Description of the task. How do the records below read from their first line through the line containing "its column references."? Write those lines out exactly.

Available data.
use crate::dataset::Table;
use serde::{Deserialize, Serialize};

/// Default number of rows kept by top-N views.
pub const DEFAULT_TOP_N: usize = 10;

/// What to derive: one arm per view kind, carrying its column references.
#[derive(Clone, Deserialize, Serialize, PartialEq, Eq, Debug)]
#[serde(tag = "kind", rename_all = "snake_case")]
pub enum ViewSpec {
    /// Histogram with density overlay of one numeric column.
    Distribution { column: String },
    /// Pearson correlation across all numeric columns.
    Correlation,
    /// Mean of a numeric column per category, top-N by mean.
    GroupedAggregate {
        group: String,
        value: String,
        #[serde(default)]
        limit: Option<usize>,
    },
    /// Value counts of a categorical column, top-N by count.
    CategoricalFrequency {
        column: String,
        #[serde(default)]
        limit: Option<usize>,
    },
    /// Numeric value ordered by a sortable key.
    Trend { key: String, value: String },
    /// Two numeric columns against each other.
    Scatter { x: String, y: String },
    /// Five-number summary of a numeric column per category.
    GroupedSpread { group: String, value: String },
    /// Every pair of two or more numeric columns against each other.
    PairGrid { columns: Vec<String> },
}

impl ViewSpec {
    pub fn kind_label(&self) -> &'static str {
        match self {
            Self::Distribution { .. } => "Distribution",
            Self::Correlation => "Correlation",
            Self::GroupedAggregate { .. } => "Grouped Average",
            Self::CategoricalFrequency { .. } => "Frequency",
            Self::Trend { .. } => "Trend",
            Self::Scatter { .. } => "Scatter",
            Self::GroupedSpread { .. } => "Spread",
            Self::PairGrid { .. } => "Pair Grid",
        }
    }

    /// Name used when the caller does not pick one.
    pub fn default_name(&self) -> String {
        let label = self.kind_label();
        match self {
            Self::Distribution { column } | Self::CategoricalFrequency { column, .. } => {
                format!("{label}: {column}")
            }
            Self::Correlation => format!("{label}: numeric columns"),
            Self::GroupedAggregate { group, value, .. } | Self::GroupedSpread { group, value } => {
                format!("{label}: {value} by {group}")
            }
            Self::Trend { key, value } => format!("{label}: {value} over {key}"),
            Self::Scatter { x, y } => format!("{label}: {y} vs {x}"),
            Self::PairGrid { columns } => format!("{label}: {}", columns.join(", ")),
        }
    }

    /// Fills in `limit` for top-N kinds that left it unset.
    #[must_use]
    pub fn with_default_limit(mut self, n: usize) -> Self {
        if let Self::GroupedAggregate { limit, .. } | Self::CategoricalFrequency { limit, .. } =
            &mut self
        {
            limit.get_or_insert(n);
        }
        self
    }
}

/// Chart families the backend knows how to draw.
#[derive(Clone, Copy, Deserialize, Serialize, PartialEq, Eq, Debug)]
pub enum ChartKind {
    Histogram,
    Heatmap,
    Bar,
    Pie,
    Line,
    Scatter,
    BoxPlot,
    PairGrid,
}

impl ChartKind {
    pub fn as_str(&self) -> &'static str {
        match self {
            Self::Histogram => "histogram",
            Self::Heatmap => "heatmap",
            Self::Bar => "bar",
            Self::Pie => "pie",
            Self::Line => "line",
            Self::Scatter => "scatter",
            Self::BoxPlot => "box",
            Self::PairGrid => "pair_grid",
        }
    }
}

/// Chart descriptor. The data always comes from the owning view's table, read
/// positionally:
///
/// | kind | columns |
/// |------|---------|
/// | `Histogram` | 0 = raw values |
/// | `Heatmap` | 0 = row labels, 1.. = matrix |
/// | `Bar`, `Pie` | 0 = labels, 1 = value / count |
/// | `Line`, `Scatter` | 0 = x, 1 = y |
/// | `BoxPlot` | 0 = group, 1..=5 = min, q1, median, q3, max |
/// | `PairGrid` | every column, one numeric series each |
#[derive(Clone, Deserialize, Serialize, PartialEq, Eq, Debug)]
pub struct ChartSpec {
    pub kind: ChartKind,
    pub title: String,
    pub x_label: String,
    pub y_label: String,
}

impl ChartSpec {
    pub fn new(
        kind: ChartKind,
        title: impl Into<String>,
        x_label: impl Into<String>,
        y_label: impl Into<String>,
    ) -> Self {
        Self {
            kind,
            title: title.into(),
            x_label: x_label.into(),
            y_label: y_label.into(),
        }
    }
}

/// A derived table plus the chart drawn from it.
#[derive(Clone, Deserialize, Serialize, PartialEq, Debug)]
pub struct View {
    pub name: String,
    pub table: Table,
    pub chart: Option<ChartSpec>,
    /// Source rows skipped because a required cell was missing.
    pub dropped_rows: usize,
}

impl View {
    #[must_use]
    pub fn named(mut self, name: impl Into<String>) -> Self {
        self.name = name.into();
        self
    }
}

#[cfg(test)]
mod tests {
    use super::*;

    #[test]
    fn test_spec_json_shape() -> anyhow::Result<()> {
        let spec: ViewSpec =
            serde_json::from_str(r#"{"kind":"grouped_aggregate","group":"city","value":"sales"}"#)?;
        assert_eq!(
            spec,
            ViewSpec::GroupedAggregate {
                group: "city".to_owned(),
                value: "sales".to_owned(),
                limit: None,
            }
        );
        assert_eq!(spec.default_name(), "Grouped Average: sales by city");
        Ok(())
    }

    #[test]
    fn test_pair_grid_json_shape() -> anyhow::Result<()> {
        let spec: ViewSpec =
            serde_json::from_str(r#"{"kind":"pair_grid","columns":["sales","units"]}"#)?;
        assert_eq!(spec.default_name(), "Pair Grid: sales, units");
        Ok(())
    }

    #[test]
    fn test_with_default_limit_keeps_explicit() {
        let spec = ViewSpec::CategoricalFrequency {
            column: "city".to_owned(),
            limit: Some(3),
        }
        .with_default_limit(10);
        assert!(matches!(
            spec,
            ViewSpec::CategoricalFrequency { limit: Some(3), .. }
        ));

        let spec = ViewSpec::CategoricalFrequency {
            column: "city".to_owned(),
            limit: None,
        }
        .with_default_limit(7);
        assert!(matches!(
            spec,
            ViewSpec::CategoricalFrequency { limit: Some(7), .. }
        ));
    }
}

Your response.
use crate::dataset::Table;
use serde::{Deserialize, Serialize};

/// Default number of rows kept by top-N views.
pub const DEFAULT_TOP_N: usize = 10;

/// What to derive: one arm per view kind, carrying its column references.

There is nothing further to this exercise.